CHUD.com Community › Forums › THE MAIN SEWER › Movie Miscellany › Mel Gibson movies
New Posts  All Forums:Forum Nav:

Mel Gibson movies

post #1 of 9
Thread Starter 

After Gibson's racist shenanigans, have any of his older movies been devalued, hilariously improved, or in some way made more interesting by the tabloid craziness? There's got to be a youtube clips worth of lines now made inappropriate. 

 

I recently saw the Patriot and the awesomely huge slow-mo jingoism on display there is rendered even more hollow (and hilarious!). It also has more entertainment value than I remembered, in part for the campiness, but also for Heath Ledger doing his goddamn best to be good and Jason Isaacs Basil Rathboning everything in sight. It's got people like Donal Logue and Tcheky Karyo and kills most of its cast. Still too long though.

 

I bet Man Without a Face plays much differently now. Did Mel ever do any social issue movies?

 

post #2 of 9

I'm so glad that The Patriot was the first movie you mentioned in that context; Gibson's decision to cast himself as the only plantation owner in 18th century South Carolina who employed emancipated black workers so he could be that much of a white hat was an eye roller when it first hit theaters.  That film is begging for a Youtube remix nowadays.

 

Aside from the implicit message of Lethal Weapon 2, where the integrated police fight white South Africans, and The Man Without A Face, which turns into a plea for empathy for registered sex offenders in its third act, I don't know if Gibson has done much on the "issues film" front.

post #3 of 9

After rewatching Braveheart recently, I was struck by how heavily the film relies on Mel's movie star charisma to fill out the character of Wallace.

post #4 of 9

Yeah, I recently rewatched Braveheart on Blu-ray, and it has pretty weak character development all around. He did cast the thing awful well though, and it sure is a purty movie.

post #5 of 9

How about that one film where Gibson's character stalks his ex-girlfriend and leaves threatening messages on her voicemail, only to have her make them public? Oh wait...

post #6 of 9

There's an outstanding moment in LETHAL WEAPON 4 when a rabbi asks Mel "Are you Jewish?" and he's all "Uhh no."

post #7 of 9
Quote:
Originally Posted by Reasor View Post

I'm so glad that The Patriot was the first movie you mentioned in that context; Gibson's decision to cast himself as the only plantation owner in 18th century South Carolina who employed emancipated black workers so he could be that much of a white hat was an eye roller when it first hit theaters.  That film is begging for a Youtube remix nowadays.

 

Aside from the implicit message of Lethal Weapon 2, where the integrated police fight white South Africans, and The Man Without A Face, which turns into a plea for empathy for registered sex offenders in its third act, I don't know if Gibson has done much on the "issues film" front.
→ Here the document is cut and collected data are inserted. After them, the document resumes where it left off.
use std::collections::VecDeque;

use bstr::BString;
use fnv::{FnvHashMap, FnvHashSet};

#[cfg(feature = "serde1")]
use serde::{Deserialize, Serialize};

use crate::{
    error::{AssemblyResult, GraphInconsistency},
    graph::{EdgeId, End, OverlapGraph, Vertex},
};

/// A closed walk through the graph; `edges[i]` joins `vertices[i]` and
/// `vertices[i + 1]`, the last edge closes the loop.
#[derive(Debug, Clone, PartialEq)]
pub struct Cycle {
    pub vertices: Vec<Vertex>,
    pub edges: Vec<EdgeId>,
}

impl Cycle {
    /// Rotates the cycle so that it starts at its smallest vertex
    fn normalize(&mut self) {
        let start = self
            .vertices
            .iter()
            .enumerate()
            .min_by(|(_, a), (_, b)| a.cmp(b))
            .map(|(i, _)| i)
            .unwrap_or(0);
        self.vertices.rotate_left(start);
        self.edges.rotate_left(start);
    }

    pub fn len(&self) -> usize {
        self.vertices.len()
    }

    pub fn is_empty(&self) -> bool {
        self.vertices.is_empty()
    }
}

/// Anomalies found, and repairs made, while linearizing
#[derive(Default, Debug, Clone, PartialEq)]
#[cfg_attr(feature = "serde1", derive(Serialize, Deserialize))]
pub struct LinearizeReport {
    /// Vertices without any edge
    pub isolates: Vec<Vertex>,
    /// Vertices with more than two neighbours
    pub junctions: Vec<Vertex>,
    /// Fragments with no overlap at either end
    pub unlinked: Vec<BString>,
    /// Endpoints of the overlap edges removed to break cycles
    pub popped: Vec<(Vertex, Vertex)>,
    pub components: usize,
}

type Parents<'a> = FnvHashMap<&'a Vertex, Option<(&'a Vertex, EdgeId)>>;

fn path_to_root<'a>(
    parents: &Parents<'a>,
    v: &'a Vertex,
) -> Vec<(&'a Vertex, Option<EdgeId>)> {
    let mut path = Vec::new();
    let mut current = v;
    loop {
        match parents.get(current).copied().flatten() {
            Some((parent, edge)) => {
                path.push((current, Some(edge)));
                current = parent;
            }
            None => {
                path.push((current, None));
                return path;
            }
        }
    }
}

fn close_cycle<'a>(
    parents: &Parents<'a>,
    u: &'a Vertex,
    w: &'a Vertex,
    closing: EdgeId,
) -> Cycle {
    let up = path_to_root(parents, u);
    let down = path_to_root(parents, w);

    let on_down: FnvHashSet<&Vertex> = down.iter().map(|(v, _)| *v).collect();
    let lca_u = up
        .iter()
        .position(|(v, _)| on_down.contains(v))
        .unwrap_or(up.len() - 1);
    let lca = up[lca_u].0;
    let lca_w = down
        .iter()
        .position(|(v, _)| *v == lca)
        .unwrap_or(down.len() - 1);

    let mut vertices = Vec::new();
    let mut edges = Vec::new();

    for (v, e) in up[..lca_u].iter() {
        vertices.push((*v).clone());
        edges.extend(e);
    }
    vertices.push(lca.clone());
    for (v, e) in down[..lca_w].iter().rev() {
        vertices.push((*v).clone());
        edges.extend(e);
    }
    edges.push(closing);

    let mut cycle = Cycle { vertices, edges };
    cycle.normalize();
    cycle
}

/// Finds a cycle by breadth-first search over each component in vertex
/// order. Parallel edges between the same two vertices count as a
/// cycle.
pub fn find_cycle(graph: &OverlapGraph) -> Option<Cycle> {
    let mut parents: Parents<'_> = FnvHashMap::default();
    let mut queue: VecDeque<&Vertex> = VecDeque::new();

    for root in graph.vertices() {
        if parents.contains_key(root) {
            continue;
        }
        parents.insert(root, None);
        queue.push_back(root);

        while let Some(u) = queue.pop_front() {
            let parent_edge = parents.get(u).copied().flatten().map(|(_, e)| e);

            for (id, edge) in graph.incident_edges(u) {
                if Some(id) == parent_edge {
                    continue;
                }
                let w = edge.other(u);
                match parents.get(w).copied() {
                    None => {
                        parents.insert(w, Some((u, id)));
                        queue.push_back(w);
                    }
                    Some(Some((_, e))) if e == id => {}
                    Some(_) => return Some(close_cycle(&parents, u, w, id)),
                }
            }
        }
    }
    None
}

/// Vertex sets of the connected components, each sorted, in order of
/// their smallest vertex.
pub fn connected_components(graph: &OverlapGraph) -> Vec<Vec<Vertex>> {
    let mut seen: FnvHashSet<&Vertex> = FnvHashSet::default();
    let mut components = Vec::new();

    for root in graph.vertices() {
        if !seen.insert(root) {
            continue;
        }
        let mut component = vec![root.clone()];
        let mut stack = vec![root];
        while let Some(v) = stack.pop() {
            for w in graph.neighbors(v) {
                if seen.insert(w) {
                    component.push(w.clone());
                    stack.push(w);
                }
            }
        }
        component.sort();
        components.push(component);
    }
    components
}

/// Removes one overlap edge from the cycle: the one at its first
/// vertex if there is one, otherwise the first overlap edge along it.
fn pop_cycle(
    graph: &mut OverlapGraph,
    cycle: &Cycle,
) -> Option<(Vertex, Vertex)> {
    let is_overlap = |id: &EdgeId| {
        graph
            .edge(*id)
            .map(|e| !e.is_internal() && e.joins_fragments())
            .unwrap_or(false)
    };

    let at_start = [cycle.edges.first(), cycle.edges.last()];
    let victim = at_start
        .iter()
        .flatten()
        .copied()
        .find(|id| is_overlap(*id))
        .or_else(|| cycle.edges.iter().find(|id| is_overlap(*id)))
        .copied()?;

    let edge = graph.remove_edge(victim)?;
    Some((edge.from, edge.to))
}

/// Reduces the graph to a disjoint union of simple paths by breaking
/// every cycle, and reports the anomalies it comes across.
pub fn linearize(graph: &mut OverlapGraph) -> AssemblyResult<LinearizeReport> {
    let mut report = LinearizeReport::default();

    for v in graph.vertices() {
        match graph.neighbors(v).len() {
            0 => report.isolates.push(v.clone()),
            n if n > 2 => report.junctions.push(v.clone()),
            _ => (),
        }
        if v.end == End::Five
            && graph.overlap_at(v).is_none()
            && graph.overlap_at(&v.mate()).is_none()
        {
            report.unlinked.push(v.fragment.clone());
        }
    }

    if !report.isolates.is_empty() {
        let names: Vec<String> =
            report.isolates.iter().map(|v| v.to_string()).collect();
        log::warn!("Isolated vertices: {}", names.join(", "));
    }
    for v in report.junctions.iter() {
        log::warn!("Vertex {} has {} neighbours", v, graph.neighbors(v).len());
    }
    if !report.unlinked.is_empty() {
        log::info!("{} fragments have no overlaps", report.unlinked.len());
    }

    while let Some(cycle) = find_cycle(graph) {
        let (from, to) = pop_cycle(graph, &cycle).ok_or_else(|| {
            GraphInconsistency::UnbreakableCycle(cycle.vertices[0].clone())
        })?;
        log::warn!(
            "Popped cycle of {} vertices through {} by removing {} -- {}",
            cycle.len(),
            cycle.vertices[0],
            from,
            to
        );
        report.popped.push((from, to));
    }

    report.components = connected_components(graph).len();
    log::info!(
        "Linearized graph: {} components, {} cycles popped",
        report.components,
        report.popped.len()
    );

    Ok(report)
}

#[cfg(test)]
mod tests {
    use super::*;
    use crate::graph::tests::overlap;

    fn chain(names: &[&str]) -> OverlapGraph {
        let mut graph = OverlapGraph::new();
        for name in names {
            graph.add_internal_edge(name.as_bytes());
        }
        for pair in names.windows(2) {
            graph.add_overlap_edge(overlap(
                Vertex::five(pair[1]),
                Vertex::three(pair[0]),
                10,
            ));
        }
        graph
    }

    #[test]
    fn acyclic_graph_untouched() {
        let mut graph = chain(&["a", "b", "c"]);
        graph.add_internal_edge(b"d");
        assert!(find_cycle(&graph).is_none());

        let report = linearize(&mut graph).unwrap();
        assert!(report.popped.is_empty());
        assert!(report.isolates.is_empty());
        assert_eq!(report.unlinked, vec![BString::from("d")]);
        assert_eq!(report.components, 2);
        assert_eq!(graph.overlap_count(), 2);
    }

    #[test]
    fn three_fragment_cycle() {
        let mut graph = chain(&["a", "b", "c"]);
        graph.add_overlap_edge(overlap(Vertex::five("a"), Vertex::three("c"), 10));

        let cycle = find_cycle(&graph).unwrap();
        assert_eq!(cycle.len(), 6);
        assert_eq!(cycle.edges.len(), 6);
        assert_eq!(cycle.vertices[0], Vertex::five("a"));

        let report = linearize(&mut graph).unwrap();
        assert_eq!(
            report.popped,
            vec![(Vertex::five("a"), Vertex::three("c"))]
        );
        assert_eq!(report.components, 1);
        assert_eq!(graph.overlap_count(), 2);
        assert!(find_cycle(&graph).is_none());
        assert!(graph
            .overlap_between(&Vertex::three("a"), &Vertex::five("b"))
            .is_some());
        assert!(graph
            .overlap_between(&Vertex::three("b"), &Vertex::five("c"))
            .is_some());
    }

    #[test]
    fn two_disjoint_cycles() {
        let mut graph = chain(&["a", "b"]);
        graph.add_overlap_edge(overlap(Vertex::five("a"), Vertex::three("b"), 10));
        graph.add_internal_edge(b"x");
        graph.add_internal_edge(b"y");
        graph.add_overlap_edge(overlap(Vertex::three("x"), Vertex::five("y"), 10));
        graph.add_overlap_edge(overlap(Vertex::three("y"), Vertex::five("x"), 10));

        let report = linearize(&mut graph).unwrap();
        assert_eq!(report.popped.len(), 2);
        assert_eq!(report.components, 2);
        assert_eq!(graph.overlap_count(), 2);
    }

    #[test]
    fn isolated_vertices_reported() {
        let mut graph = chain(&["a"]);
        graph.add_vertex(Vertex::five("lonely"));
        let report = linearize(&mut graph).unwrap();
        assert_eq!(report.isolates, vec![Vertex::five("lonely")]);
        assert_eq!(report.components, 2);
    }

    #[test]
    fn internal_only_cycle_is_unbreakable() {
        let mut graph = OverlapGraph::new();
        graph.add_internal_edge(b"a");
        graph.add_internal_edge(b"a");
        assert!(find_cycle(&graph).is_some());
        assert!(matches!(
            linearize(&mut graph),
            Err(crate::error::AssemblyError::Graph(
                GraphInconsistency::UnbreakableCycle(_)
            ))
        ));
    }

    #[test]
    fn components_are_sorted() {
        let mut graph = chain(&["b", "a"]);
        graph.add_internal_edge(b"c");
        let components = connected_components(&graph);
        assert_eq!(components.len(), 2);
        assert_eq!(components[0][0], Vertex::five("a"));
        assert_eq!(components[0].len(), 4);
        assert_eq!(components[1], vec![Vertex::five("c"), Vertex::three("c")]);
    }
}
That's even funnier when you find out Gibson's character was based on a real guy who was a pretty virulent racist.

 

I haven't seen Man Without a Face in years. What's that about the 3rd act?

post #8 of 9

The boy and his teacher get separated by the authorities after someone sees the kid running around the house in his skivvies.  Gibson confesses to the boy that, as a professional teacher, he had an affair with one of his students in the past.  Gibson accepts the period equivalent of a restraining order to avoid prison in a scene where he's meant to be the subject of the audience's sympathy and the cruel state functionaries are a star chamber, and it's treated as love overcoming the odds when Gibson sneaks into the boy's graduation in the epilogue.  The violins swell and everything.

post #9 of 9

Wow, somehow I forgot all of that. I kind of want to watch it now.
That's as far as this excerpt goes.